Quando chegou no térreo, dirigiu-se, apressadamente, até a frente do prédio. Nesse momento, escutou alguns gritos vindos do bueiro. Pequenos passos, um após o outro. Uma caminhada de 10 metros até começar a ver vultos. Ou melhor, somente um vulto que chorava de forma quase inaudível. Era uma adolescente que soluçava copiosamente, enquanto olhava para os corpos caídos na sua frente. Foi quando Emílio decidiu se aproximar para entender o que estava acontecendo ali.

A jovem não viu a sua aproximação, o que facilitou a sua observação do contexto e compreender o que havia se passado ali. Ao ficar próximo à menina, Emílio ficou em choque como há muito tempo não ficava. Seus olhos arregalaram, ficou desequilibrado e quase caiu pra trás. A cena que testemunhara parecia uma daquelas saídas de filmes ou séries, dotadas de um realismo extremo e chocante. Todavia, ao contrário das telas em que tudo é parte de um enredo ficcional, aquilo era a vida real, angustiante e crua em todos os seus sentidos. Algo que ia tirando o seu fôlego.

Todavia, não podia mais perder tempo impressionado com o “espetáculo” que os seus olhos viam. Precisava agir, talvez conversar com a jovem acuada no canto e entender o que raios havia se passado ali. Ela era vítima de tudo aquilo? Era culpada? O que a levou a vir tão longe e, agora estar acuada em prantos, enquanto três homens estavam caídos mortos com buracos nas barrigas maiores que uma mão?

Tudo isso era um mistério sem solução e digno de uma HQ ou de um filme do Tarantino. Aquele não era um campo comum para Emílio, acostumado as letras frias e abstratas dos códigos da programação e aos mundos fantásticos dos jogos virtuais. Ali era a vida real, algo que já não conhecia tão bem. Então, decidiu perguntar, mesmo que de maneira atrapalhada.

- Ei, ei moça!

Choros seguem.

- Ei! Ô menina! Sabe dizer o que aconteceu aqui?

Choros seguem.

- Eita miséria! Tô falando com você - disse enquanto se aproximava.

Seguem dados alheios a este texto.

//! Snapshot of engine state published for queries

use crate::channels::KeyState;
use crate::chip::ChannelType;
use crate::player::{PlayerCursor, PlayerState};
use crate::render::{RenderProgress, RenderReport};
use crate::config::Settings;
use crate::Result;

/// One channel as seen from outside the engine thread
#[derive(Debug, Clone, PartialEq, Eq)]
pub struct ChannelStatus {
    /// Physical channel
    pub channel: ChannelType,
    /// Output volume of the last tick (0..15)
    pub volume: i32,
    /// Last triggered note
    pub key_state: Option<KeyState>,
    /// Human-readable effect state
    pub state: String,
    /// Selected instrument
    pub instrument: Option<u8>,
    /// Sequence positions played on the last tick, in `SequenceKind::ALL` order
    pub sequence_pos: [Option<usize>; 5],
}

/// Engine state, refreshed by the worker once per output buffer
#[derive(Debug, Clone, Default, PartialEq)]
pub struct EngineStatus {
    /// Sequencer state
    pub state: PlayerState,
    /// Current position
    pub cursor: PlayerCursor,
    /// Ticks since playback started
    pub ticks: u64,
    /// Completed song loops
    pub loops: u32,
    /// Engine tick rate in Hz
    pub frame_rate: u32,
    /// Rows per minute / 4
    pub tempo: f64,
    /// Smoothed tempo over the last rows
    pub average_bpm: f64,
    /// Tempo in beats of the row highlight
    pub current_bpm: f64,
    /// Frame queued for the end of the current frame
    pub queue_frame: Option<usize>,
    /// Per-channel state in tracker order
    pub channels: Vec<ChannelStatus>,
    /// Progress of the running render
    pub render_progress: Option<RenderProgress>,
    /// A sample preview is playing
    pub previewing: bool,
    /// A document is loaded
    pub has_document: bool,
}

/// Notification from the engine thread
#[derive(Debug)]
pub enum EngineEvent {
    /// A new row started
    PositionChanged(PlayerCursor),
    /// Playback stopped (`Cxx`, stop request or end of render)
    Halted,
    /// A render ended; errors mean the file was discarded
    RenderFinished(Result<RenderReport>),
    /// A sample preview played out or was cancelled
    PreviewDone,
    /// The output device failed; audio continues into a silent sink
    DeviceError(String),
    /// Settings were re-read
    SettingsLoaded(Result<Settings>),
}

- Não chegue perto! É perigoso!

- Ah, então sabe falar? Diz o que aconteceu aqui.

- Vá embora, por favor! - responde, entre choros.

Persistente, como sempre costuma ser nos jogos on-line, Emílio continuou a perguntar para a menina, ainda muito assustada e chorosa. Sem levar em consideração os seus avisos, continuou a se aproximar. A menina seguia fazendo gestos para que se afastasse, o que Emílio continuava a ignorar. Quando estava a poucos passos de distância, a menina fez um gesto de empurrar com as duas mãos pra frente na direção dele. Nesse momento, ele escorregou e caiu de costas no chão, deixando a menina atônita com a cena. Ao se levantar, Emílio olhou para a parede as suas costas e percebeu que alguns tijolos haviam caído da parede, no local próximo de onde estavam os corpos dos homens mortos. Por um momento, ficou sem entender como aquilo havia acontecido. Então, perguntou:

- Garota, foi você quem fez isso?

- Viu? Eu sou um monstro, vai embora!

- Calma, calma, mais uma vez, diz o que aconteceu que eu prometo procurar ajuda pra ti.

- Você não está com medo?

- Tá brincando? Essa é a melhor história que me aconteceu em toda a minha vida!

Parecendo surpresa e enxugando as lágrimas, a garota pareceu um pouco mais aliviada.

- Posso confiar no senhor?

- Você tem a minha palavra, garota.

- Tá, brigada.

- Então, vamos lá, meu nome é Emílio. E você como se chama?

- Laura, Laura Muniz.

- Então, diga-me Laura, o que aconteceu aqui?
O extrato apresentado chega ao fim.